From the records below, transcribe only the lines running from the one with "Output only shows" through the one with "filter = EnvFilter::try_from_env(docrun::logging::LOG_ENV_VAR)". Keep both of those end lines.

◇ ◇ ◇ ◇ ◇

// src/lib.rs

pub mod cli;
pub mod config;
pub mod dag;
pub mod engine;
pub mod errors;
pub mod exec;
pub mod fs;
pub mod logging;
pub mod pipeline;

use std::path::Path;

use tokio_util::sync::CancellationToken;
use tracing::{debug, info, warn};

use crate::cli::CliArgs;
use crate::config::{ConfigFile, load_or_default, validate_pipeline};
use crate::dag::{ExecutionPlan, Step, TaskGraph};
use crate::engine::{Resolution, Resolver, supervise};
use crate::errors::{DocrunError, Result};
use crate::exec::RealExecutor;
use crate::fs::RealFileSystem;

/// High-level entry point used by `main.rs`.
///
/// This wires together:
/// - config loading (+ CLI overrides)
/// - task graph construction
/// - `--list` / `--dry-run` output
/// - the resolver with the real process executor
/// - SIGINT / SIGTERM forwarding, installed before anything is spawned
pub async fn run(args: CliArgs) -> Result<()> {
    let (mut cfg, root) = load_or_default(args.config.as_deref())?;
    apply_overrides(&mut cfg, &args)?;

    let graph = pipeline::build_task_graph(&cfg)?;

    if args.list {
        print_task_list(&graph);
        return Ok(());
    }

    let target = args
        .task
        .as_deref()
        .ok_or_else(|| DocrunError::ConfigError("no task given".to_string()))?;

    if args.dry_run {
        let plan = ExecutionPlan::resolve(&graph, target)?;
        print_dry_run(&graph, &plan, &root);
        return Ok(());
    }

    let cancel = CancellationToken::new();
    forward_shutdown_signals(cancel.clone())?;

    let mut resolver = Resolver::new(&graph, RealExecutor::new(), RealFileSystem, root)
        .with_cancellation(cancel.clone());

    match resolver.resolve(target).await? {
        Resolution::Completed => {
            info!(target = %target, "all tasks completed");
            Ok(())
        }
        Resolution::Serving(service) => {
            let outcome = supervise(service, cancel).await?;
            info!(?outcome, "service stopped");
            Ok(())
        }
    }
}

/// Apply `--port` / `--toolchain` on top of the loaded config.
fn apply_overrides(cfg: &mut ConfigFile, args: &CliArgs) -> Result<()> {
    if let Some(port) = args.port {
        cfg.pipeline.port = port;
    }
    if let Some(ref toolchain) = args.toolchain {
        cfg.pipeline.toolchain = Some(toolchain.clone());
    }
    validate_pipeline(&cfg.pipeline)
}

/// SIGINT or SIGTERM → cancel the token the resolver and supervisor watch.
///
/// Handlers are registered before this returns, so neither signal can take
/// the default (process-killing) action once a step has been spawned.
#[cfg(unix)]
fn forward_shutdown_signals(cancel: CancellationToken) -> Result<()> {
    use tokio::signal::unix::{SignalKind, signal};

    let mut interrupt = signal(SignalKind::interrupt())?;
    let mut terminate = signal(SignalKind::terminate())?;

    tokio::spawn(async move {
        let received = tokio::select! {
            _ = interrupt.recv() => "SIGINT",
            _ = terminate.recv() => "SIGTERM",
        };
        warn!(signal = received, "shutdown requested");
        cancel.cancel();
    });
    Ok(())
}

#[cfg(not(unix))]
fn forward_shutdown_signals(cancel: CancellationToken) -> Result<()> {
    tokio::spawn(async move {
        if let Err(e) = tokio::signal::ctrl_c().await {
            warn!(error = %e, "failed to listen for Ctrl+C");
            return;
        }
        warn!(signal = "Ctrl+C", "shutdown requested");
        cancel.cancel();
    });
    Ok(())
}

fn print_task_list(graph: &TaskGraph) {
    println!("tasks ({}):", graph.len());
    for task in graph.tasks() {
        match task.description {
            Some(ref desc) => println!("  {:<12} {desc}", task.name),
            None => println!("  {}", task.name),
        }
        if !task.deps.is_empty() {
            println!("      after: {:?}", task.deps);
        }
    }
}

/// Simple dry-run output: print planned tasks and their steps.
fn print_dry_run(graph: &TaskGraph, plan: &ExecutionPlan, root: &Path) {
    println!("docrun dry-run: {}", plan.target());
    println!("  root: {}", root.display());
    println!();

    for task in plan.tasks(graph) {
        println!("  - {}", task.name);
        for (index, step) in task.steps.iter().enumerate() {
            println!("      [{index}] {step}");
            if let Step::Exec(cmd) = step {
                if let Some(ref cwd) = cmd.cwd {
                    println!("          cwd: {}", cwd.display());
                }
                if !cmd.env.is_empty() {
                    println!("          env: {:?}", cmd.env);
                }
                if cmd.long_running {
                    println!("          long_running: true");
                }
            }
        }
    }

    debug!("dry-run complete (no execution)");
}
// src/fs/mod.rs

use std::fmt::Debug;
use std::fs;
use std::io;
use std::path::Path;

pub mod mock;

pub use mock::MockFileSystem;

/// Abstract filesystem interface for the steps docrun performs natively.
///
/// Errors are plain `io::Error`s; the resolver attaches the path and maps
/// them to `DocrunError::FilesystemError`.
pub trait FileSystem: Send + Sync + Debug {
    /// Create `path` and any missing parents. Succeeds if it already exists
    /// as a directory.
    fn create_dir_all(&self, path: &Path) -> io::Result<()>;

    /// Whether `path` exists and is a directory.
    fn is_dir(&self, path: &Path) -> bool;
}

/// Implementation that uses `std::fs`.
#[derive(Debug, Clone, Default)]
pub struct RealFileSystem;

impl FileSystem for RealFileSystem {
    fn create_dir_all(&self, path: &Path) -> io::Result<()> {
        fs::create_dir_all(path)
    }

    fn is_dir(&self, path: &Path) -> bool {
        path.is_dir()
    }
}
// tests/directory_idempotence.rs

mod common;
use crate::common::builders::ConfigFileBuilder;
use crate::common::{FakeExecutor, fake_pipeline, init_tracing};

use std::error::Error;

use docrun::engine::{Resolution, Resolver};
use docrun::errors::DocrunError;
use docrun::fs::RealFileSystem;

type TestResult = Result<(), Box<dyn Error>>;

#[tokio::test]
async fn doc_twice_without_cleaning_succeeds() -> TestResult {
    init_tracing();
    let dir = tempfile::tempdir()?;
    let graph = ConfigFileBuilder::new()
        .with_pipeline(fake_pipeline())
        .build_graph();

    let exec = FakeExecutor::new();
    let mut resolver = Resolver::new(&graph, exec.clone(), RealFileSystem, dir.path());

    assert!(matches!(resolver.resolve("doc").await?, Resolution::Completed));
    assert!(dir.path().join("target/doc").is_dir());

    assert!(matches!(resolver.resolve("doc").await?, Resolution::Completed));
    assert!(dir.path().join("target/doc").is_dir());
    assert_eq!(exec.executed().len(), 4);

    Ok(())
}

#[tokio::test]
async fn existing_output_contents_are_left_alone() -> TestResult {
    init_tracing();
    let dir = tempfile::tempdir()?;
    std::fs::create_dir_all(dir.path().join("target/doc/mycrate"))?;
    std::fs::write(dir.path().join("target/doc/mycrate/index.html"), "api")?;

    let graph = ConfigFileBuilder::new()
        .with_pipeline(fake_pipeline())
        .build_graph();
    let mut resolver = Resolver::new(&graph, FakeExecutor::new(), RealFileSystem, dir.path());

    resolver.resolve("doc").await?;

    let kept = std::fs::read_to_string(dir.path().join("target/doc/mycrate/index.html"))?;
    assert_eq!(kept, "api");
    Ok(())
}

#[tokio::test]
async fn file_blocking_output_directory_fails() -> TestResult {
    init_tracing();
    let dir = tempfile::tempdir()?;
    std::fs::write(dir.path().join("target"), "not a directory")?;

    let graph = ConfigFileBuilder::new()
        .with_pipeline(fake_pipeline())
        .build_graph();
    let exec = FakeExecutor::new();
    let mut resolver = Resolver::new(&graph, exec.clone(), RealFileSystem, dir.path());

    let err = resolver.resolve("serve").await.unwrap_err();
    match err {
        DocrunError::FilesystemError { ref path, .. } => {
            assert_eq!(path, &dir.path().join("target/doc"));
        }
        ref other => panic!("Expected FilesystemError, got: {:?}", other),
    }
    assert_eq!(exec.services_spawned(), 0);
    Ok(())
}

◇ ◇ ◇ ◇ ◇

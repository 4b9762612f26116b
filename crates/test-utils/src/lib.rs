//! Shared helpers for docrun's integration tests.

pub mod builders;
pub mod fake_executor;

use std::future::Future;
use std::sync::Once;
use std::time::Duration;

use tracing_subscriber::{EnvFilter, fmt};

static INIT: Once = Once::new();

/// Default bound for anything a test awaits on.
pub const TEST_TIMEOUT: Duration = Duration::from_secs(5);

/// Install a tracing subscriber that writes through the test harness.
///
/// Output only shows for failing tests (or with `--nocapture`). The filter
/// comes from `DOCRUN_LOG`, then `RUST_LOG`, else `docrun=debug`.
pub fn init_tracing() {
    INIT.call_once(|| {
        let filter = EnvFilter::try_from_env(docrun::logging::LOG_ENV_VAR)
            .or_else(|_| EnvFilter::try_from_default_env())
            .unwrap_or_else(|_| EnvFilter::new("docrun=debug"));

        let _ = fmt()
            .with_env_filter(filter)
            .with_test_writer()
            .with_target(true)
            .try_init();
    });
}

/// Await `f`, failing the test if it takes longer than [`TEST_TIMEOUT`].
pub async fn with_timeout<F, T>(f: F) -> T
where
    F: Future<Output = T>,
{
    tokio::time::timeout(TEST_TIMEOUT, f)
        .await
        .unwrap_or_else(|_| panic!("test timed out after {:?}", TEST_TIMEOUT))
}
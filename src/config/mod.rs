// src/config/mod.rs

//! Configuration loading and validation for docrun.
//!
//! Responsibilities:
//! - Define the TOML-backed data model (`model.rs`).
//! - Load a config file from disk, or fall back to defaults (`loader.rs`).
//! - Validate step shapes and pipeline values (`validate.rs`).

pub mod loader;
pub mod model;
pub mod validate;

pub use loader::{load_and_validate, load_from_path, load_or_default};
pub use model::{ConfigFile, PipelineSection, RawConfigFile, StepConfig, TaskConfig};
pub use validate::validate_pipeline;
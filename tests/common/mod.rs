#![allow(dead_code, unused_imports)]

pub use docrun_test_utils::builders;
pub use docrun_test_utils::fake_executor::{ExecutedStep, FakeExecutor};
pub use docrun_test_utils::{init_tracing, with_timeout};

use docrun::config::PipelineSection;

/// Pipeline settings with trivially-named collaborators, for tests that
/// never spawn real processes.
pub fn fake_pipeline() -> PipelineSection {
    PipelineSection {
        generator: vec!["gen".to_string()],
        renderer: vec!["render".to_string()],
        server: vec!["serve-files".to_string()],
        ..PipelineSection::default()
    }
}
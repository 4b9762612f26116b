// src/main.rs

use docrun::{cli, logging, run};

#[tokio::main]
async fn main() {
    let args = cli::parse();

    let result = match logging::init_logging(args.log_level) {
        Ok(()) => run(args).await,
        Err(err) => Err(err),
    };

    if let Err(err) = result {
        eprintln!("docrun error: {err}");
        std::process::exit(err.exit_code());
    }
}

◇ ◇ ◇ ◇ ◇

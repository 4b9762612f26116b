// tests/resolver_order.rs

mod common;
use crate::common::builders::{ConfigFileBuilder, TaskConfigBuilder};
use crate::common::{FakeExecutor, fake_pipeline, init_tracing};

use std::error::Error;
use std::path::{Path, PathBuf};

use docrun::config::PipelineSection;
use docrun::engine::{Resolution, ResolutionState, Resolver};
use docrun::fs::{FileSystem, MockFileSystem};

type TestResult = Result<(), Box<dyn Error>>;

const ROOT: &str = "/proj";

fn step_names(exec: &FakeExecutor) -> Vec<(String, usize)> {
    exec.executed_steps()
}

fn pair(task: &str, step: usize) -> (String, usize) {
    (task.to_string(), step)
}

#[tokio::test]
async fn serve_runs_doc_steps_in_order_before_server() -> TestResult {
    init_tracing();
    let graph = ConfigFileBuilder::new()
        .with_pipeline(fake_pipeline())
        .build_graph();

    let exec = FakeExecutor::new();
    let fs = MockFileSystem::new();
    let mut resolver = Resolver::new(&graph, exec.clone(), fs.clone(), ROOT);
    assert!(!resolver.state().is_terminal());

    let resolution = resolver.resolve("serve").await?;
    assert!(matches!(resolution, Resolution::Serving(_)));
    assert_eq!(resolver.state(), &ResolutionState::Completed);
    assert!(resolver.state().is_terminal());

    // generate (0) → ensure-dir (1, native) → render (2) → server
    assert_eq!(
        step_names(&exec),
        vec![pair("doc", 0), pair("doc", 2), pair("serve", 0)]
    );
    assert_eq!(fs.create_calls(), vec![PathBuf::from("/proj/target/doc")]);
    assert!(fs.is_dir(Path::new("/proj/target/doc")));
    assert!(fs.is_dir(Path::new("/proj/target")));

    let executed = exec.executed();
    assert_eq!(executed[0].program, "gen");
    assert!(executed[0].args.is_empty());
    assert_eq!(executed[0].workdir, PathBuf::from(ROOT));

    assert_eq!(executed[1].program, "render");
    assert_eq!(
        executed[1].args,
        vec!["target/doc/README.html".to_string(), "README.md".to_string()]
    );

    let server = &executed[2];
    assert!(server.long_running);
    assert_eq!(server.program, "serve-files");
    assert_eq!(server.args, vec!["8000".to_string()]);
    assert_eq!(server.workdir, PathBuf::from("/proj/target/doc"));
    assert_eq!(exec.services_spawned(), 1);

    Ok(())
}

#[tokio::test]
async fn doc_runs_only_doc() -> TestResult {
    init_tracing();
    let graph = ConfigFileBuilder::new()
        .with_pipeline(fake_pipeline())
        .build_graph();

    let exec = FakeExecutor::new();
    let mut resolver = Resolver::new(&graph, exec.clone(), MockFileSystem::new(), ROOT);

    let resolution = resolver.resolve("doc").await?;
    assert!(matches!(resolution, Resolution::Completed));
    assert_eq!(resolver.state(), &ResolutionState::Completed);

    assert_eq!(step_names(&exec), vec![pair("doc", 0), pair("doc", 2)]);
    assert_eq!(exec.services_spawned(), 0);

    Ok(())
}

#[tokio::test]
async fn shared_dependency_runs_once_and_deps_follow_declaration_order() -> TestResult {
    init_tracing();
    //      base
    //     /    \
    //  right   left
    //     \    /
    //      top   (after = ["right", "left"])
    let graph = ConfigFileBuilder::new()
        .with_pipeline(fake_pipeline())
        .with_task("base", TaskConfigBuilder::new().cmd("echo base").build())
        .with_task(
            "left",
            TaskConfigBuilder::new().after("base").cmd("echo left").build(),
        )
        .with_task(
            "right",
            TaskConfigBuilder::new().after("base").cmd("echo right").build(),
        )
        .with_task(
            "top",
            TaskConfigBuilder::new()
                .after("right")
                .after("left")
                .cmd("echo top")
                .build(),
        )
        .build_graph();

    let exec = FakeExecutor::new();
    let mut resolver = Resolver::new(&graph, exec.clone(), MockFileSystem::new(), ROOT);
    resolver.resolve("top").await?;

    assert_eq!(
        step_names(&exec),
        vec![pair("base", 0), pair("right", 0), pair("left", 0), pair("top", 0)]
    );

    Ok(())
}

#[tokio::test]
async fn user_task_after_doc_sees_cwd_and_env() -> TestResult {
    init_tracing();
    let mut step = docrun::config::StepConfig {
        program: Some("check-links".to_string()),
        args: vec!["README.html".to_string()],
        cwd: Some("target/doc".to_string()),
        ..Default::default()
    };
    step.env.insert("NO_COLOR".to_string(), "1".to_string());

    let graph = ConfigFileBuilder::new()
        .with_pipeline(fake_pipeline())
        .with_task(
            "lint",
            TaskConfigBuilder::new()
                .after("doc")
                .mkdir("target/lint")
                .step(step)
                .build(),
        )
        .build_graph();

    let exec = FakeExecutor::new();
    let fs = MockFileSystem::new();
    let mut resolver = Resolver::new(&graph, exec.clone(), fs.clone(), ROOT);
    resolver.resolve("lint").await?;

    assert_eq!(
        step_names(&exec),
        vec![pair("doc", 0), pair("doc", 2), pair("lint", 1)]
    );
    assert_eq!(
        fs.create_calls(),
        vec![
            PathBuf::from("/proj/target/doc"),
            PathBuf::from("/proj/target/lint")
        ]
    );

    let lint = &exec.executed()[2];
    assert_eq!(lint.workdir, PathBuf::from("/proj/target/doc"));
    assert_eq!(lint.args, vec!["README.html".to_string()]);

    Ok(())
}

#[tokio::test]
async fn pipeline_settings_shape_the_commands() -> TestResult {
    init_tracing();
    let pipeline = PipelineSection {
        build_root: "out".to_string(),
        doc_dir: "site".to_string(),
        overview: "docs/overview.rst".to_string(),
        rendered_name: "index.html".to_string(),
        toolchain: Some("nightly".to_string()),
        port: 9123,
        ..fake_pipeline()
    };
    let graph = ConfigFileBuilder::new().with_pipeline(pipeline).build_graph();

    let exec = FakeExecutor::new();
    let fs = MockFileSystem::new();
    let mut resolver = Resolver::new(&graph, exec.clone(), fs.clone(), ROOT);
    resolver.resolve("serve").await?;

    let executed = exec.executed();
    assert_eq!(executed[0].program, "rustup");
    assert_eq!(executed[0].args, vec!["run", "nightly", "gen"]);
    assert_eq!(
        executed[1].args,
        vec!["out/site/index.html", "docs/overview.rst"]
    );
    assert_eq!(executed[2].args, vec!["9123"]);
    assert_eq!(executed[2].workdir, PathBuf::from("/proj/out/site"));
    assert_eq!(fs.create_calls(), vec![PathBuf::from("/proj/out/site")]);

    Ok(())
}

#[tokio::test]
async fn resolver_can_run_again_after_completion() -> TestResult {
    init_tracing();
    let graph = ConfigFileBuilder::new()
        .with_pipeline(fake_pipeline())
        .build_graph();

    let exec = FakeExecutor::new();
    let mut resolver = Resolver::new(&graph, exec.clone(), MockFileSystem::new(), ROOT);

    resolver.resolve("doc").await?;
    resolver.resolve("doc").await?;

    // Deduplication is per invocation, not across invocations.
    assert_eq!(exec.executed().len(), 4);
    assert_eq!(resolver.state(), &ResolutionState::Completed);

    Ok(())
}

◇ ◇ ◇ ◇ ◇

▶ Answer to the exercise:
/// Output only shows for failing tests (or with `--nocapture`). The filter
/// comes from `DOCRUN_LOG`, then `RUST_LOG`, else `docrun=debug`.
pub fn init_tracing() {
    INIT.call_once(|| {
        let filter = EnvFilter::try_from_env(docrun::logging::LOG_ENV_VAR)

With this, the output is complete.